After that, Perseus finally returns home, seven years after his journey began. When he arrives at the palace of Polydectes he stones him with the Gorgon's head and gives the kingdom of Seriphos to Dictys. Hearing of his brave actions, Acrisius begins to accept his grandson. On the day of the Games of the Olympus Perseus, who is the strongest and most skilled of them all, participates and wins many crowns. But when he throws the disc for his eighth crown, the disc strays and kills Acrisius, fulfilling the prophecy that started the tale.

== Reception ==
The series Book for the Bairns was later on also called and known as The Masterpiece Library or The Masterpiece Library. Series III. The series was a commercial success and eventually published in other countries, such as France, and in similar versions in the United States and Australia. Most of the stories in the series involve morals, and with the series being a success the stories have been widely used in the education of children in the 19th and 20th century.

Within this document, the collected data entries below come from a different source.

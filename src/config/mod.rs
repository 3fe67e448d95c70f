//! Configuration management for xcomp-capture

use serde::{Deserialize, Serialize};
use std::path::PathBuf;

#[derive(Debug, Clone, Default, Serialize, Deserialize)]
pub struct Config {
    /// Display configuration
    #[serde(default)]
    pub display: DisplayConfig,

    /// Capture loop configuration
    #[serde(default)]
    pub capture: CaptureConfig,

    /// Logging configuration
    #[serde(default)]
    pub logging: LoggingConfig,
}

#[derive(Debug, Clone, Default, Serialize, Deserialize)]
pub struct DisplayConfig {
    /// X11 display, e.g. ":0"; `$DISPLAY` when unset
    #[serde(default)]
    pub name: Option<String>,
}

#[derive(Debug, Clone, Serialize, Deserialize)]
pub struct CaptureConfig {
    /// Delay between refreshes in milliseconds
    #[serde(default = "default_interval_ms")]
    pub interval_ms: u64,

    /// Stop after this many frames; 0 runs until a refresh fails
    #[serde(default)]
    pub max_frames: u64,

    /// Reopen the capture when the window is resized
    #[serde(default)]
    pub reopen_on_resize: bool,
}

impl Default for CaptureConfig {
    fn default() -> Self {
        Self {
            interval_ms: default_interval_ms(),
            max_frames: 0,
            reopen_on_resize: false,
        }
    }
}

#[derive(Debug, Clone, Serialize, Deserialize)]
pub struct LoggingConfig {
    /// Log level
    #[serde(default = "default_log_level")]
    pub level: String,
}

impl Default for LoggingConfig {
    fn default() -> Self {
        Self {
            level: default_log_level(),
        }
    }
}

impl Config {
    /// Load configuration from TOML file
    pub fn load(path: &PathBuf) -> Result<Self, Box<dyn std::error::Error>> {
        if !path.exists() {
            return Ok(Config::default());
        }

        let content = std::fs::read_to_string(path)?;
        Self::from_toml(&content)
    }

    /// Parse configuration from TOML text
    pub fn from_toml(content: &str) -> Result<Self, Box<dyn std::error::Error>> {
        let config: Config = toml::from_str(content)?;
        Ok(config)
    }

    /// Validate configuration
    pub fn validate(&self) -> Result<(), Box<dyn std::error::Error>> {
        if let Some(ref name) = self.display.name {
            if name.is_empty() || name.contains('\0') {
                return Err("Display name must be a non-empty X display string".into());
            }
        }

        if self.capture.interval_ms > 60_000 {
            return Err("Capture interval cannot exceed 60000 ms".into());
        }

        if self.logging.level.parse::<log::LevelFilter>().is_err() {
            return Err(format!("Unknown log level: {}", self.logging.level).into());
        }

        Ok(())
    }
}

fn default_interval_ms() -> u64 {
    33
}

fn default_log_level() -> String {
    "info".to_string()
}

Besides writing about Greek mythology, Stead engaged in other forms of journalism, and his other works were characterized by a progressive humanitarian approach. Stead was often described as having an unconventional personality and is also said to have made large contributions to contemporary investigative journalism. Notably, Stead, who is often described as innovative, was the first editor to employed women. As Stead held strong liberal and pacifist political beliefs, his works often reflect that; for instance, he largely reported about the Hague Peace Conferences of 1899 and 1907. By publishing the Greek myth, Stead aimed to take an educational role, in demonstrating morals and values to the children reading the stories.